What is required → Provide only the number of lines in the records below that contain "directory".

Saved data entries →
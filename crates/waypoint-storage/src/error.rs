//! Error types for the storage layer

use thiserror::Error;

/// Result type alias using StorageError
pub type Result<T> = std::result::Result<T, StorageError>;

#[derive(Debug, Error)]
pub enum StorageError {
    /// SQLite open, prepare, step or commit failure
    #[error("Database error: {0}")]
    Sqlite(#[from] rusqlite::Error),

    /// Creating the database directory failed
    #[error("I/O error: {0}")]
    Io(#[from] std::io::Error),

    /// Engine rejected loaded data
    #[error("Workflow error: {0}")]
    Workflow(#[from] waypoint_engine::WorkflowError),
}
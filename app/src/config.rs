use serde::{Deserialize, Serialize};
use std::path::{Path, PathBuf};
use tokio::fs;

use waypoint_engine::constants::log_sink::{MAX_LINES, PRUNE_BATCH};

const CONFIG_FILE: &str = "config.json";

/// Shared log sink retention
#[derive(Debug, Clone, PartialEq, Eq, Serialize, Deserialize)]
pub struct LogConfig {
    /// Lines kept before the oldest batch is pruned
    #[serde(default = "default_max_lines")]
    pub max_lines: usize,
    /// Lines dropped per prune
    #[serde(default = "default_prune_batch")]
    pub prune_batch: usize,
}

fn default_max_lines() -> usize {
    MAX_LINES
}

fn default_prune_batch() -> usize {
    PRUNE_BATCH
}

impl Default for LogConfig {
    fn default() -> Self {
        Self {
            max_lines: MAX_LINES,
            prune_batch: PRUNE_BATCH,
        }
    }
}

/// Outgoing request settings
#[derive(Debug, Clone, PartialEq, Eq, Serialize, Deserialize)]
pub struct HttpConfig {
    #[serde(default = "default_user_agent")]
    pub user_agent: String,
}

fn default_user_agent() -> String {
    format!("waypoint/{}", env!("CARGO_PKG_VERSION"))
}

impl Default for HttpConfig {
    fn default() -> Self {
        Self {
            user_agent: default_user_agent(),
        }
    }
}

/// Full application configuration
#[derive(Debug, Clone, PartialEq, Eq, Serialize, Deserialize)]
pub struct AppConfig {
    /// SQLite database file, relative to the config directory unless absolute
    #[serde(default = "default_database_path")]
    pub database_path: PathBuf,
    #[serde(default)]
    pub log: LogConfig,
    #[serde(default)]
    pub http: HttpConfig,
}

fn default_database_path() -> PathBuf {
    PathBuf::from("workflows.db")
}

impl Default for AppConfig {
    fn default() -> Self {
        Self {
            database_path: default_database_path(),
            log: LogConfig::default(),
            http: HttpConfig::default(),
        }
    }
}

impl AppConfig {
    /// Load configuration from disk, or defaults if none is saved
    pub async fn load(config_dir: &Path) -> Result<Self, ConfigError> {
        let config_path = config_dir.join(CONFIG_FILE);

        if !config_path.exists() {
            return Ok(Self::default());
        }

        let contents = fs::read_to_string(&config_path).await?;

        serde_json::from_str(&contents).map_err(ConfigError::Parse)
    }

    /// Save configuration to disk
    pub async fn save(&self, config_dir: &Path) -> Result<(), ConfigError> {
        fs::create_dir_all(config_dir).await?;

        let config_path = config_dir.join(CONFIG_FILE);
        let contents = serde_json::to_string_pretty(self).map_err(ConfigError::Serialize)?;

        fs::write(&config_path, contents).await?;

        log::info!("Configuration saved to {:?}", config_path);
        Ok(())
    }

    /// Database location resolved against the config directory
    pub fn database_path_in(&self, config_dir: &Path) -> PathBuf {
        if self.database_path.is_absolute() {
            self.database_path.clone()
        } else {
            config_dir.join(&self.database_path)
        }
    }
}

/// Configuration errors
#[derive(Debug, thiserror::Error)]
pub enum ConfigError {
    #[error("IO error: {0}")]
    Io(#[from] std::io::Error),
    #[error("Failed to parse config: {0}")]
    Parse(serde_json::Error),
    #[error("Failed to serialize config: {0}")]
    Serialize(serde_json::Error),
}

#[cfg(test)]
mod tests {
    use super::*;
    use tempfile::TempDir;

    #[tokio::test]
    async fn test_load_missing_returns_defaults() {
        let dir = TempDir::new().unwrap();
        let config = AppConfig::load(dir.path()).await.unwrap();
        assert_eq!(config, AppConfig::default());
        assert_eq!(config.log.max_lines, 10_000);
    }

    #[tokio::test]
    async fn test_save_then_load() {
        let dir = TempDir::new().unwrap();
        let mut config = AppConfig::default();
        config.log.prune_batch = 50;
        config.http.user_agent = "tests".to_string();

        config.save(dir.path()).await.unwrap();
        let loaded = AppConfig::load(dir.path()).await.unwrap();
        assert_eq!(loaded, config);
    }

    #[tokio::test]
    async fn test_partial_file_uses_defaults() {
        let dir = TempDir::new().unwrap();
        std::fs::write(dir.path().join(CONFIG_FILE), r#"{"database_path": "/tmp/w.db"}"#).unwrap();

        let config = AppConfig::load(dir.path()).await.unwrap();
        assert_eq!(config.database_path, PathBuf::from("/tmp/w.db"));
        assert_eq!(config.database_path_in(dir.path()), PathBuf::from("/tmp/w.db"));
        assert_eq!(config.http, HttpConfig::default());
    }

    #[tokio::test]
    async fn test_invalid_json_is_parse_error() {
        let dir = TempDir::new().unwrap();
        std::fs::write(dir.path().join(CONFIG_FILE), "{not json").unwrap();

        let err = AppConfig::load(dir.path()).await.unwrap_err();
        assert!(matches!(err, ConfigError::Parse(_)));
    }
}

Written answer → 3